Count every line in the entries that contains "difference". Report that count alone.

(Dataset excerpts)

========================================================================

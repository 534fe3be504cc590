//! Transfer Engine
//!
//! Executes one transfer as a single transaction:
//!
//! ```text
//! BEGIN
//!   check both accounts exist
//!   INSERT transfer
//!   INSERT entry (from, -amount)
//!   INSERT entry (to,   +amount)
//!   UPDATE balance   ── lower account id first
//!   UPDATE balance   ── higher account id second
//! COMMIT
//! ```
//!
//! Any failure rolls the whole transaction back. Nothing is retried here.
//!
//! Setting a balance directly goes through the same seam: the row is locked
//! first, and the difference to the requested balance is written as an
//! entry, so the balance keeps matching the entry sum.

use std::sync::Arc;
use std::time::Duration;

use tracing::{debug, info, warn};
use uuid::Uuid;

use super::error::{StoreError, TransferError};
use super::models::{Account, BalanceAdjustment, TransferParams, TransferResult};
use super::store::{LedgerStore, LedgerTx, run_in_transaction};

/// Per-call context supplied by the caller
#[derive(Debug, Clone, Copy, PartialEq, Eq)]
pub struct CallContext {
    /// Correlation id attached to every log line of this call
    pub request_id: Uuid,
    /// Abort and roll back if the transfer has not committed by then
    pub timeout: Option<Duration>,
}

impl CallContext {
    pub fn new() -> Self {
        Self {
            request_id: Uuid::new_v4(),
            timeout: None,
        }
    }

    pub fn with_request_id(mut self, request_id: Uuid) -> Self {
        self.request_id = request_id;
        self
    }

    pub fn with_timeout(mut self, timeout: Duration) -> Self {
        self.timeout = Some(timeout);
        self
    }
}

impl Default for CallContext {
    fn default() -> Self {
        Self::new()
    }
}

/// Transfer engine. Holds no mutable state; clones share the store.
#[derive(Clone)]
pub struct TransferEngine {
    store: Arc<dyn LedgerStore>,
}

impl TransferEngine {
    pub fn new(store: Arc<dyn LedgerStore>) -> Self {
        Self { store }
    }

    /// Move `params.amount` from `params.from_account_id` to
    /// `params.to_account_id`.
    ///
    /// # Errors
    /// - `InvalidTransfer`: non-positive amount or identical accounts;
    ///   rejected before any transaction is opened
    /// - `AccountNotFound`: either account does not exist
    /// - `Persistence`: the store failed; nothing was committed
    /// - `Cancelled`: `ctx.timeout` elapsed; the transaction was rolled back
    ///
    /// Dropping the returned future before it completes also rolls back.
    pub async fn execute(
        &self,
        ctx: &CallContext,
        params: TransferParams,
    ) -> Result<TransferResult, TransferError> {
        params.validate()?;

        let request_id = ctx.request_id;
        debug!(
            request_id = %request_id,
            from = params.from_account_id,
            to = params.to_account_id,
            amount = params.amount,
            "Transfer started"
        );

        let work = run_in_transaction(self.store.as_ref(), move |tx| {
            Box::pin(transfer_tx(tx, request_id, params))
        });

        let outcome = within_deadline(ctx, work).await;

        match &outcome {
            Ok(result) => info!(
                request_id = %request_id,
                transfer_id = result.transfer.id,
                from = params.from_account_id,
                to = params.to_account_id,
                amount = params.amount,
                "Transfer committed"
            ),
            Err(e) => warn!(
                request_id = %request_id,
                from = params.from_account_id,
                to = params.to_account_id,
                amount = params.amount,
                code = e.code(),
                retryable = e.is_retryable(),
                error = %e,
                "Transfer rolled back"
            ),
        }

        outcome
    }

    /// Set `account_id`'s balance to `balance`, recording the difference as
    /// an entry in the same transaction.
    ///
    /// # Errors
    /// - `AccountNotFound`: the account does not exist
    /// - `Persistence`: the store failed or the difference overflows
    /// - `Cancelled`: `ctx.timeout` elapsed; the transaction was rolled back
    pub async fn adjust_balance(
        &self,
        ctx: &CallContext,
        account_id: i64,
        balance: i64,
    ) -> Result<BalanceAdjustment, TransferError> {
        let request_id = ctx.request_id;
        let work = run_in_transaction(self.store.as_ref(), move |tx| {
            Box::pin(adjust_tx(tx, account_id, balance))
        });

        let outcome = within_deadline(ctx, work).await;
        match &outcome {
            Ok(adjustment) => info!(
                request_id = %request_id,
                account_id,
                balance,
                delta = adjustment.entry.as_ref().map(|e| e.amount).unwrap_or(0),
                "Balance adjusted"
            ),
            Err(e) => warn!(
                request_id = %request_id,
                account_id,
                balance,
                code = e.code(),
                retryable = e.is_retryable(),
                error = %e,
                "Balance adjustment rolled back"
            ),
        }

        outcome
    }
}

/// Apply `ctx.timeout` to `work`. Timing out drops `work`, and with it the
/// open transaction.
async fn within_deadline<T>(
    ctx: &CallContext,
    work: impl Future<Output = Result<T, TransferError>>,
) -> Result<T, TransferError> {
    match ctx.timeout {
        Some(limit) => tokio::time::timeout(limit, work)
            .await
            .unwrap_or(Err(TransferError::Cancelled)),
        None => work.await,
    }
}

/// Body of the balance adjustment transaction
async fn adjust_tx(
    tx: &mut dyn LedgerTx,
    account_id: i64,
    balance: i64,
) -> Result<BalanceAdjustment, TransferError> {
    // A zero increment takes the row lock and returns the current balance
    let current = tx
        .add_account_balance(account_id, 0)
        .await
        .map_err(|e| account_error(e, account_id))?;
    let delta = balance
        .checked_sub(current.balance)
        .ok_or(TransferError::Persistence(StoreError::Overflow(account_id)))?;
    if delta == 0 {
        return Ok(BalanceAdjustment {
            account: current,
            entry: None,
        });
    }

    let entry = tx
        .create_entry(account_id, delta)
        .await
        .map_err(|e| account_error(e, account_id))?;
    let account = tx
        .add_account_balance(account_id, delta)
        .await
        .map_err(|e| account_error(e, account_id))?;

    Ok(BalanceAdjustment {
        account,
        entry: Some(entry),
    })
}

/// Body of the transfer transaction
async fn transfer_tx(
    tx: &mut dyn LedgerTx,
    request_id: Uuid,
    params: TransferParams,
) -> Result<TransferResult, TransferError> {
    let TransferParams {
        from_account_id,
        to_account_id,
        amount,
    } = params;

    for id in [from_account_id, to_account_id] {
        if tx.get_account(id).await?.is_none() {
            return Err(TransferError::AccountNotFound(id));
        }
    }

    let transfer = tx
        .create_transfer(from_account_id, to_account_id, amount)
        .await
        .map_err(|e| transfer_error(e, from_account_id, to_account_id))?;
    let from_entry = tx
        .create_entry(from_account_id, -amount)
        .await
        .map_err(|e| account_error(e, from_account_id))?;
    let to_entry = tx
        .create_entry(to_account_id, amount)
        .await
        .map_err(|e| account_error(e, to_account_id))?;
    debug!(
        request_id = %request_id,
        transfer_id = transfer.id,
        "Transfer and entries inserted"
    );

    let mut from_account: Option<Account> = None;
    let mut to_account: Option<Account> = None;
    for (account_id, delta) in params.balance_updates() {
        let updated = tx
            .add_account_balance(account_id, delta)
            .await
            .map_err(|e| account_error(e, account_id))?;
        debug!(
            request_id = %request_id,
            account_id,
            delta,
            balance = updated.balance,
            "Balance updated"
        );
        if account_id == from_account_id {
            from_account = Some(updated);
        } else {
            to_account = Some(updated);
        }
    }

    // balance_updates() yields exactly one update per side
    let from_account = from_account.ok_or(TransferError::AccountNotFound(from_account_id))?;
    let to_account = to_account.ok_or(TransferError::AccountNotFound(to_account_id))?;

    Ok(TransferResult {
        transfer,
        from_entry,
        to_entry,
        from_account,
        to_account,
    })
}

/// A missing row or dangling foreign key for a known account id means the
/// account disappeared; anything else is a store failure.
fn account_error(err: StoreError, account_id: i64) -> TransferError {
    match err {
        StoreError::NotFound | StoreError::ForeignKeyViolation(_) => {
            TransferError::AccountNotFound(account_id)
        }
        other => TransferError::Persistence(other),
    }
}

/// Like [`account_error`] for the transfer row, which references both
/// accounts. PostgreSQL names the violated constraint in the message.
fn transfer_error(err: StoreError, from_account_id: i64, to_account_id: i64) -> TransferError {
    let account_id = match &err {
        StoreError::ForeignKeyViolation(msg) if msg.contains("to_account_id") => to_account_id,
        _ => from_account_id,
    };
    account_error(err, account_id)
}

========================================================================

*ANSWER BELOW:* 3